The drive toward efficient yet sustainable agriculture in the contemporary world necessitates the adoption of smart farming. Smart farming refers to a set of solutions that increase agricultural efficiency, mainly through the use of information and communication technologies.

Data acquisition, data evaluation, and precision application allow improving yields while minimizing the losses. The Internet of Things is of particular use in smart farming, as it makes managing the farm’s assets much easier and also allows creating highly automatized solutions. Blockchain is another promising technology since it not only facilitates safe storage and sharing of information but also contributes to creating a democratically organized international farming community. Increased robotization and interoperability are among the solutions that will likely shape smart farming in the foreseeable future. As a result, smart farming has the potential to revolutionize the world’s agriculture in the years and decades to come.

Introduction

Considering the rapid growth of the Earth’s population, the problem of sustainable agriculture being able to feed the ever-increasing number of people remains an issue of current interest. However, the opportunities for extensive agriculture expansion are mostly exhausted, which means that the future of agricultural cultivation should look for intensive methods. One of the ways to intensify agriculture and make it more effective overall is precision cultivation that tailors agricultural decisions with regard to the site and the type of crops.
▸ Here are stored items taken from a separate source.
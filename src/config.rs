//! Scene tuning
//!
//! Fixed when a scene is built. Defaults are the stock gameplay constants.

use glam::Vec2;
use serde::{Deserialize, Serialize};

use crate::Color;
use crate::consts::*;
use crate::error::ConfigError;

/// Everything a scene reads at construction time
#[derive(Debug, Clone, Serialize, Deserialize)]
#[serde(default)]
pub struct SceneConfig {
    // === Viewport ===
    pub viewport_width: f32,
    pub viewport_height: f32,

    // === Physics ===
    pub gravity: Vec2,
    /// Velocity the flyer takes on activate (replaces, never adds)
    pub flap_impulse: Vec2,
    /// Points travelled per unit of velocity per second
    pub points_per_unit: f32,

    // === Obstacles ===
    pub vertical_pipe_gap: f32,
    pub spawn_interval: f32,
    pub obstacle_seconds_per_point: f32,

    // === Background ===
    pub ground_seconds_per_point: f32,
    pub skyline_seconds_per_point: f32,
    pub sky_color: Color,

    // === Failure feedback ===
    pub alert_color: Color,
    pub flash_repeats: u32,
    pub flash_hold: f32,

    // === Flyer ===
    pub rotation_min: f32,
    pub rotation_max: f32,
    pub rotation_gain_descending: f32,
    pub rotation_gain_ascending: f32,
    pub flyer_frame_time: f32,

    /// Uniform sprite scale applied to every texture
    pub sprite_scale: f32,
}

impl Default for SceneConfig {
    fn default() -> Self {
        Self {
            viewport_width: VIEWPORT_WIDTH,
            viewport_height: VIEWPORT_HEIGHT,

            gravity: Vec2::from(GRAVITY),
            flap_impulse: Vec2::from(FLAP_IMPULSE),
            points_per_unit: POINTS_PER_UNIT,

            vertical_pipe_gap: VERTICAL_PIPE_GAP,
            spawn_interval: SPAWN_INTERVAL,
            obstacle_seconds_per_point: OBSTACLE_SECONDS_PER_POINT,

            ground_seconds_per_point: GROUND_SECONDS_PER_POINT,
            skyline_seconds_per_point: SKYLINE_SECONDS_PER_POINT,
            sky_color: Color::SKY,

            alert_color: Color::ALERT,
            flash_repeats: FLASH_REPEATS,
            flash_hold: FLASH_HOLD,

            rotation_min: ROTATION_MIN,
            rotation_max: ROTATION_MAX,
            rotation_gain_descending: ROTATION_GAIN_DESCENDING,
            rotation_gain_ascending: ROTATION_GAIN_ASCENDING,
            flyer_frame_time: FLYER_FRAME_TIME,

            sprite_scale: SPRITE_SCALE,
        }
    }
}

impl SceneConfig {
    /// Parse and validate a JSON config. Missing fields keep their defaults.
    pub fn from_json(json: &str) -> Result<Self, ConfigError> {
        let config: SceneConfig = serde_json::from_str(json)?;
        config.validate()?;
        Ok(config)
    }

    pub fn to_json(&self) -> Result<String, ConfigError> {
        Ok(serde_json::to_string_pretty(self)?)
    }

    pub fn viewport(&self) -> Vec2 {
        Vec2::new(self.viewport_width, self.viewport_height)
    }

    /// Exclusive upper bound of the lower obstacle's placement
    pub fn spawn_range(&self) -> u32 {
        (self.viewport_height / 3.0) as u32
    }

    pub fn validate(&self) -> Result<(), ConfigError> {
        if !(self.viewport_width > 0.0 && self.viewport_height > 0.0) {
            return Err(ConfigError::InvalidViewport {
                width: self.viewport_width,
                height: self.viewport_height,
            });
        }
        if self.spawn_range() == 0 {
            return Err(ConfigError::EmptySpawnRange(self.viewport_height));
        }

        let positives = [
            ("points_per_unit", self.points_per_unit),
            ("spawn_interval", self.spawn_interval),
            ("obstacle_seconds_per_point", self.obstacle_seconds_per_point),
            ("ground_seconds_per_point", self.ground_seconds_per_point),
            ("skyline_seconds_per_point", self.skyline_seconds_per_point),
            ("flash_hold", self.flash_hold),
            ("flyer_frame_time", self.flyer_frame_time),
            ("sprite_scale", self.sprite_scale),
        ];
        for (name, value) in positives {
            if !(value > 0.0) {
                return Err(ConfigError::NonPositive { name, value });
            }
        }

        for (name, value) in [
            ("gravity", self.gravity),
            ("flap_impulse", self.flap_impulse),
        ] {
            if !value.is_finite() {
                return Err(ConfigError::NonFinite { name });
            }
        }

        if !(self.vertical_pipe_gap >= 0.0) {
            return Err(ConfigError::NonPositive {
                name: "vertical_pipe_gap",
                value: self.vertical_pipe_gap,
            });
        }
        if !(self.rotation_min <= self.rotation_max) {
            return Err(ConfigError::InvertedRotationClamp {
                min: self.rotation_min,
                max: self.rotation_max,
            });
        }
        if self.flash_repeats == 0 {
            return Err(ConfigError::NoFlashRepeats);
        }
        Ok(())
    }
}
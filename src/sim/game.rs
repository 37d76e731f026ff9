//! Active/Frozen game state
//!
//! The first contact while the world is running freezes it for the rest of
//! the session and flashes the background. This is the only writer of
//! `WorldState::speed`.

use serde::{Deserialize, Serialize};

use super::collision::{CollisionListener, ContactEvent};
use super::graph::{Cue, SceneGraph};
use super::timeline::{Repeat, Sequence, Step};
use super::world::{Frame, Updatable, WorldState};
use crate::Color;
use crate::config::SceneConfig;

/// Key of the flash feedback on the root timeline
pub const FLASH_ACTION: &str = "flash";

#[derive(Debug, Clone, Copy, PartialEq, Eq, Serialize, Deserialize)]
pub enum GamePhase {
    /// World scrolling, flyer responding
    Active,
    /// Hit something; terminal for this session
    Frozen,
}

#[derive(Debug, Clone)]
pub struct GameStateMachine {
    phase: GamePhase,
    background: Color,
    sky: Color,
    alert: Color,
    flash_repeats: u32,
    flash_hold: f32,
    /// Contact that caused the freeze
    cause: Option<ContactEvent>,
}

impl GameStateMachine {
    pub fn new(config: &SceneConfig) -> Self {
        Self {
            phase: GamePhase::Active,
            background: config.sky_color,
            sky: config.sky_color,
            alert: config.alert_color,
            flash_repeats: config.flash_repeats,
            flash_hold: config.flash_hold,
            cause: None,
        }
    }

    pub fn phase(&self) -> GamePhase {
        self.phase
    }

    pub fn background(&self) -> Color {
        self.background
    }

    pub fn cause(&self) -> Option<ContactEvent> {
        self.cause
    }

    /// Alternate alert and sky, holding each for `flash_hold`
    pub fn flash_sequence(&self) -> Sequence<Cue> {
        Sequence::new(
            vec![
                Step::Emit(Cue::Background(self.alert)),
                Step::Wait(self.flash_hold),
                Step::Emit(Cue::Background(self.sky)),
                Step::Wait(self.flash_hold),
            ],
            Repeat::Times(self.flash_repeats),
        )
    }
}

impl CollisionListener for GameStateMachine {
    fn on_contact(&mut self, event: &ContactEvent, world: &mut WorldState, graph: &mut SceneGraph) {
        // Checked against the world, not our own phase, so a stale phase
        // can never freeze twice
        if !world.is_active() {
            return;
        }

        world.freeze();
        self.phase = GamePhase::Frozen;
        self.cause = Some(*event);

        // Runs on the root timeline so it keeps going while frozen
        let root = graph.root();
        graph.remove_action(root, FLASH_ACTION);
        graph.run_action(root, Some(FLASH_ACTION), self.flash_sequence());

        log::info!(
            "contact {:?} <-> {:?} at t={:.2}s, world frozen",
            event.a,
            event.b,
            world.elapsed()
        );
    }
}

impl Updatable for GameStateMachine {
    fn update(&mut self, frame: &mut Frame<'_>) {
        for fired in frame.cues {
            if let Cue::Background(color) = fired.cue {
                self.background = color;
            }
        }
    }
}
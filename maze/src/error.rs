use std::path::PathBuf;

use thiserror::Error;

/// Failures that prevent a search from ever starting
#[derive(Debug, Error)]
pub enum LoadError {
    #[error("could not read maze file {path:?}")]
    Io {
        path: PathBuf,
        #[source]
        source: std::io::Error,
    },
    #[error("maze file is empty, expected a `rows cols` header line")]
    MissingHeader,
    #[error("invalid header line {line:?}, expected `rows cols`")]
    InvalidHeader { line: String },
    #[error("a {rows}x{columns} maze is larger than the {limit} cells supported")]
    TooLarge {
        rows: usize,
        columns: usize,
        limit: usize,
    },
    #[error("row {row} has {len} cells but the maze is only {columns} columns wide")]
    RowTooLong {
        row: usize,
        len: usize,
        columns: usize,
    },
    #[error("no entrance ('e') has been located on the map")]
    NoEntrance,
}

#[derive(Debug, Error, PartialEq, Eq)]
pub enum SearchError {
    #[error("search did not finish within {limit} steps")]
    StepLimit { limit: u64 },
}
use std::path::PathBuf;

use anyhow::Context;
use clap::{Parser, ValueEnum};
use maze::{GridMap, LoadError, MazeConfig, MazeSolver, SolutionReport};

#[derive(Copy, Clone, Debug, PartialEq, Eq, ValueEnum)]
enum Format {
    Text,
    Json,
}

/// Find a way from the entrance ('e') to the dragon ('d') of a maze file
#[derive(Debug, Parser)]
#[command(version)]
struct Args {
    /// Maze file: a `rows cols` header followed by the rows of the maze
    input: PathBuf,

    /// JSON file with marker glyphs and search limits
    #[arg(long)]
    config: Option<PathBuf>,

    #[arg(long, value_enum, default_value_t = Format::Text)]
    format: Format,

    /// Give up after this many search steps
    #[arg(long)]
    max_steps: Option<u64>,
}

fn main() -> Result<(), anyhow::Error> {
    env_logger::Builder::from_env(env_logger::Env::default().default_filter_or("warn")).init();

    let args = Args::parse();

    let mut config = match &args.config {
        Some(path) => MazeConfig::load(path)?,
        None => MazeConfig::default(),
    };
    if args.max_steps.is_some() {
        config.max_steps = args.max_steps;
    }

    let text = args.format == Format::Text;

    if text {
        println!("Welcome, brave knight!");
        println!("Reading the map of {:?} ...", args.input);
    }

    let map = GridMap::load(&args.input)?;
    let entrance = map
        .locate_entrance()
        .ok_or(LoadError::NoEntrance)
        .with_context(|| format!("cannot solve {:?}", args.input))?;

    if text {
        println!("Searching for the dragon, this may take a while ...");
    }

    let solver = MazeSolver::new(entrance);
    let outcome = match config.max_steps {
        Some(limit) => solver.finish_within(&map, limit)?,
        None => solver.finish(&map),
    };
    log::info!(
        "search finished in {} steps ({} commits, {} retractions)",
        outcome.stats.steps,
        outcome.stats.commits,
        outcome.stats.retractions
    );

    let report = SolutionReport::new(&map, &outcome, &config.markers);

    match args.format {
        Format::Json => println!("{}", serde_json::to_string_pretty(&report)?),
        Format::Text if outcome.is_solved() => {
            println!("Here is the way: {}", report.directions);
            println!("And here it is on the map:");
            for row in &report.grid {
                println!("{}", row);
            }
        }
        Format::Text => {
            println!("There is no way to the dragon, it will have to wait for another day.");
        }
    }

    Ok(())
}
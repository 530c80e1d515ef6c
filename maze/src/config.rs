use std::path::Path;

use anyhow::Context;
use serde::{Deserialize, Serialize};

/// Glyphs used when drawing a solved maze
#[derive(Clone, Debug, PartialEq, Eq, Serialize, Deserialize)]
#[serde(default)]
pub struct Markers {
    pub target: char,
    pub solution: char,
    pub backtrack: char,
    /// placed between the directions of the written out solution
    pub separator: String,
}

impl Default for Markers {
    fn default() -> Self {
        Self {
            target: 'x',
            solution: 's',
            backtrack: 'b',
            separator: "-".to_string(),
        }
    }
}

#[derive(Clone, Debug, Default, PartialEq, Eq, Serialize, Deserialize)]
#[serde(default)] // missing fields keep their default values
pub struct MazeConfig {
    pub markers: Markers,
    /// stop searching after this many steps, unbounded if unset
    pub max_steps: Option<u64>,
}

impl MazeConfig {
    pub fn load(path: impl AsRef<Path>) -> Result<Self, anyhow::Error> {
        let path = path.as_ref();
        let text = std::fs::read_to_string(path)
            .with_context(|| format!("could not read config file {:?}", path))?;
        serde_json::from_str(&text)
            .with_context(|| format!("invalid config file {:?}", path))
    }
}

#[cfg(test)]
mod test {

    use super::*;

    #[test]
    fn test_partial_config_keeps_defaults() {
        let config: MazeConfig =
            serde_json::from_str(r#"{ "markers": { "solution": "o" } }"#).unwrap();

        assert_eq!(config.markers.solution, 'o');
        assert_eq!(config.markers.target, 'x');
        assert_eq!(config.markers.separator, "-");
        assert_eq!(config.max_steps, None);
    }

    #[test]
    fn test_empty_config() {
        let config: MazeConfig = serde_json::from_str("{}").unwrap();

        assert_eq!(config, MazeConfig::default());
    }

    #[test]
    fn test_invalid_marker() {
        let res = serde_json::from_str::<MazeConfig>(r#"{ "markers": { "target": "xx" } }"#);

        assert!(res.is_err());
    }

    #[test]
    fn test_missing_config_file() {
        assert!(MazeConfig::load("does/not/exist.json").is_err());
    }
}
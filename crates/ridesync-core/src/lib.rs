//! Core domain model for ridesync: partitions, calendar windows, sync
//! outcomes, and row canonicalization.

use std::fmt;

use chrono::{DateTime, Datelike, NaiveDate, Utc};
use serde::{Deserialize, Serialize};
use serde_json::{Map, Value as JsonValue};
use thiserror::Error;

pub const CRATE_NAME: &str = "ridesync-core";

/// One row as returned by the remote API: an ordered JSON object.
pub type RemoteRow = Map<String, JsonValue>;

#[derive(Debug, Error, PartialEq, Eq)]
pub enum DomainError {
    #[error("invalid calendar year {year}")]
    InvalidYear { year: i32 },
    #[error("invalid calendar month {month} in year {year}")]
    InvalidMonth { year: i32, month: u32 },
    #[error("invalid calendar day {year}-{month:02}-{day:02}")]
    InvalidDay { year: i32, month: u32, day: u32 },
}

/// Half-open calendar range `[start, end)`.
#[derive(Debug, Clone, Copy, PartialEq, Eq)]
pub struct DateWindow {
    pub start: NaiveDate,
    pub end: NaiveDate,
}

impl DateWindow {
    pub fn year(year: i32) -> Result<Self, DomainError> {
        let start =
            NaiveDate::from_ymd_opt(year, 1, 1).ok_or(DomainError::InvalidYear { year })?;
        let end = NaiveDate::from_ymd_opt(year + 1, 1, 1)
            .ok_or(DomainError::InvalidYear { year })?;
        Ok(Self { start, end })
    }

    pub fn month(year: i32, month: u32) -> Result<Self, DomainError> {
        let start = NaiveDate::from_ymd_opt(year, month, 1)
            .ok_or(DomainError::InvalidMonth { year, month })?;
        let end = if month == 12 {
            NaiveDate::from_ymd_opt(year + 1, 1, 1)
        } else {
            NaiveDate::from_ymd_opt(year, month + 1, 1)
        }
        .ok_or(DomainError::InvalidMonth { year, month })?;
        Ok(Self { start, end })
    }

    pub fn day(year: i32, month: u32, day: u32) -> Result<Self, DomainError> {
        let start = NaiveDate::from_ymd_opt(year, month, day)
            .ok_or(DomainError::InvalidDay { year, month, day })?;
        let end = start
            .succ_opt()
            .ok_or(DomainError::InvalidDay { year, month, day })?;
        Ok(Self { start, end })
    }

    /// Inclusive lower bound as a SODA floating timestamp.
    pub fn start_ts(&self) -> String {
        format!("{}T00:00:00", self.start)
    }

    /// Exclusive upper bound as a SODA floating timestamp.
    pub fn end_ts(&self) -> String {
        format!("{}T00:00:00", self.end)
    }

    pub fn day_count(&self) -> u32 {
        (self.end - self.start).num_days().max(0) as u32
    }
}

/// Number of days in a calendar month.
pub fn days_in_month(year: i32, month: u32) -> Result<u32, DomainError> {
    Ok(DateWindow::month(year, month)?.day_count())
}

#[derive(Debug, Clone, Copy, PartialEq, Eq, Hash, Serialize, Deserialize)]
#[serde(rename_all = "snake_case")]
pub enum Granularity {
    Month,
    Year,
}

/// Identifies one calendar slice of a dataset: a month or a whole year.
#[derive(Debug, Clone, Copy, PartialEq, Eq, Hash, PartialOrd, Ord)]
pub struct PartitionKey {
    pub year: i32,
    pub month: Option<u32>,
}

impl PartitionKey {
    pub fn year(year: i32) -> Self {
        Self { year, month: None }
    }

    pub fn month(year: i32, month: u32) -> Self {
        Self {
            year,
            month: Some(month),
        }
    }

    pub fn granularity(&self) -> Granularity {
        if self.month.is_some() {
            Granularity::Month
        } else {
            Granularity::Year
        }
    }

    pub fn window(&self) -> Result<DateWindow, DomainError> {
        match self.month {
            Some(month) => DateWindow::month(self.year, month),
            None => DateWindow::year(self.year),
        }
    }

    /// True when the partition's start date is strictly after `today`, i.e.
    /// the remote cannot yet have complete data for it.
    pub fn starts_after(&self, today: NaiveDate) -> bool {
        let start_month = self.month.unwrap_or(1);
        (self.year, start_month) > (today.year(), today.month())
    }
}

impl fmt::Display for PartitionKey {
    fn fmt(&self, f: &mut fmt::Formatter<'_>) -> fmt::Result {
        match self.month {
            Some(month) => write!(f, "{}/{:02}", self.year, month),
            None => write!(f, "{}", self.year),
        }
    }
}

/// The unit of synchronization: one calendar slice of one remote dataset.
#[derive(Debug, Clone, PartialEq, Eq)]
pub struct Partition {
    pub dataset_id: String,
    pub key: PartitionKey,
}

impl Partition {
    pub fn new(dataset_id: impl Into<String>, key: PartitionKey) -> Self {
        Self {
            dataset_id: dataset_id.into(),
            key,
        }
    }
}

/// Terminal classification of one sync attempt.
#[derive(Debug, Clone, Copy, PartialEq, Eq, Serialize, Deserialize)]
#[serde(rename_all = "snake_case")]
pub enum OutcomeMode {
    NoNewRows,
    Incremental,
    Match,
    Empty,
    FullRefresh,
    Downloaded,
    Skipped,
    Incomplete,
    Errors,
}

impl OutcomeMode {
    pub fn is_error(&self) -> bool {
        matches!(self, OutcomeMode::Errors)
    }
}

impl fmt::Display for OutcomeMode {
    fn fmt(&self, f: &mut fmt::Formatter<'_>) -> fmt::Result {
        let label = match self {
            OutcomeMode::NoNewRows => "no_new_rows",
            OutcomeMode::Incremental => "incremental",
            OutcomeMode::Match => "match",
            OutcomeMode::Empty => "empty",
            OutcomeMode::FullRefresh => "full_refresh",
            OutcomeMode::Downloaded => "downloaded",
            OutcomeMode::Skipped => "skipped",
            OutcomeMode::Incomplete => "incomplete",
            OutcomeMode::Errors => "errors",
        };
        f.write_str(label)
    }
}

/// Per-partition record persisted after every sync attempt.
#[derive(Debug, Clone, PartialEq, Serialize, Deserialize)]
pub struct SyncState {
    pub dataset_id: String,
    pub partition: String,
    pub ts_column: String,
    #[serde(default, skip_serializing_if = "Option::is_none")]
    pub last_ts: Option<String>,
    pub rows_added: u64,
    pub row_count: u64,
    pub last_retrieved: DateTime<Utc>,
    pub mode: OutcomeMode,
}

/// Reserved Socrata system fields carry a `:` prefix and never reach CSV.
pub fn is_reserved_column(name: &str) -> bool {
    name.starts_with(':')
}

/// Build the CSV header from the first non-empty page: preferred columns that
/// actually occur come first, any other columns follow in first-seen order.
pub fn merge_header(preferred: &[String], rows: &[RemoteRow]) -> Vec<String> {
    let mut header: Vec<String> = Vec::new();
    for column in preferred {
        if rows.iter().any(|row| row.contains_key(column)) {
            header.push(column.clone());
        }
    }
    for row in rows {
        for key in row.keys() {
            if is_reserved_column(key) || header.iter().any(|h| h == key) {
                continue;
            }
            header.push(key.clone());
        }
    }
    header
}

/// Flatten one remote row against a fixed header. Missing columns become
/// empty strings; nested values are serialized as compact JSON.
pub fn normalize_row(row: &RemoteRow, header: &[String]) -> Vec<String> {
    header
        .iter()
        .map(|column| match row.get(column) {
            None | Some(JsonValue::Null) => String::new(),
            Some(JsonValue::String(text)) => text.clone(),
            Some(JsonValue::Number(number)) => number.to_string(),
            Some(JsonValue::Bool(flag)) => flag.to_string(),
            Some(value) => serde_json::to_string(value).unwrap_or_default(),
        })
        .collect()
}

#[cfg(test)]
mod tests {
    use super::*;
    use serde_json::json;

    fn row(value: JsonValue) -> RemoteRow {
        match value {
            JsonValue::Object(map) => map,
            other => panic!("expected object, got {other}"),
        }
    }

    #[test]
    fn month_window_rolls_over_december() {
        let window = DateWindow::month(2023, 12).unwrap();
        assert_eq!(window.start_ts(), "2023-12-01T00:00:00");
        assert_eq!(window.end_ts(), "2024-01-01T00:00:00");
        assert_eq!(window.day_count(), 31);
    }

    #[test]
    fn leap_february_has_29_days() {
        assert_eq!(days_in_month(2024, 2).unwrap(), 29);
        assert_eq!(days_in_month(2023, 2).unwrap(), 28);
    }

    #[test]
    fn invalid_month_is_rejected() {
        assert_eq!(
            DateWindow::month(2023, 13).unwrap_err(),
            DomainError::InvalidMonth {
                year: 2023,
                month: 13
            }
        );
    }

    #[test]
    fn partition_key_future_check_is_month_granular() {
        let today = NaiveDate::from_ymd_opt(2025, 6, 15).unwrap();
        assert!(!PartitionKey::month(2025, 6).starts_after(today));
        assert!(PartitionKey::month(2025, 7).starts_after(today));
        assert!(!PartitionKey::year(2025).starts_after(today));
        assert!(PartitionKey::year(2026).starts_after(today));
    }

    #[test]
    fn partition_key_display() {
        assert_eq!(PartitionKey::month(2023, 5).to_string(), "2023/05");
        assert_eq!(PartitionKey::year(2023).to_string(), "2023");
    }

    #[test]
    fn merge_header_prefers_known_columns_and_drops_reserved() {
        let preferred = vec!["transit_timestamp".to_string(), "ridership".to_string()];
        let rows = vec![
            row(json!({"ridership": "10", ":id": "abc", "extra": "x"})),
            row(json!({"transit_timestamp": "2023-01-01T00:00:00", "other": "y"})),
        ];
        let header = merge_header(&preferred, &rows);
        assert_eq!(
            header,
            vec!["transit_timestamp", "ridership", "extra", "other"]
        );
    }

    #[test]
    fn normalize_row_flattens_nested_values() {
        let header = vec![
            "transit_timestamp".to_string(),
            "georeference".to_string(),
            "missing".to_string(),
        ];
        let record = row(json!({
            "transit_timestamp": "2023-01-01T00:00:00",
            "georeference": {"coordinates": [-73.9, 40.7], "type": "Point"},
        }));
        let fields = normalize_row(&record, &header);
        assert_eq!(fields[0], "2023-01-01T00:00:00");
        assert_eq!(fields[1], r#"{"coordinates":[-73.9,40.7],"type":"Point"}"#);
        assert_eq!(fields[2], "");
    }

    #[test]
    fn outcome_mode_serde_names_are_stable() {
        let json = serde_json::to_string(&OutcomeMode::FullRefresh).unwrap();
        assert_eq!(json, "\"full_refresh\"");
        let parsed: OutcomeMode = serde_json::from_str("\"no_new_rows\"").unwrap();
        assert_eq!(parsed, OutcomeMode::NoNewRows);
        assert_eq!(OutcomeMode::Match.to_string(), "match");
    }

    #[test]
    fn sync_state_round_trips() {
        let state = SyncState {
            dataset_id: "5wq4-mkjj".into(),
            partition: "2023".into(),
            ts_column: "transit_timestamp".into(),
            last_ts: Some("2023-12-31T23:00:00".into()),
            rows_added: 120,
            row_count: 4500,
            last_retrieved: Utc::now(),
            mode: OutcomeMode::Incremental,
        };
        let text = serde_json::to_string(&state).unwrap();
        let parsed: SyncState = serde_json::from_str(&text).unwrap();
        assert_eq!(parsed, state);
    }
}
Precision cultivation depends to a high degree on the use of digital technologies in agriculture, which is generally defined as smart farming. Smart farming allows for a wide range of options, from robotization and satellite imagery to the Internet of Things and the blockchain technology that increases the efficiency of crop cultivation by optimizing the use of resources. Providing data acquisition, data evaluation, and precision application with the help of the Internet of Things and blockchain, smart farming may impact agriculture all over the world and has immense potential for the future.

Background

In the coming years, one may expect precision cultivation to have a considerable impact on agricultural businesses, large-scale and small-scale organizations alike. Different countries adopt smart farming methods in their agricultural production to address the issues they confront. As of 2016, the country producing the highest number of scholarly publications on smart farming was China, with 31.84 percent of all academic texts in the field (Pivoto et al., 2017). The USA was responsible for 8.94 percent of scholarly publications, South Korea – for 8.38 percent, and Germany and Japan accounted for 6.15 and 5.59 percent, respectively (Pivoto et al., 2017).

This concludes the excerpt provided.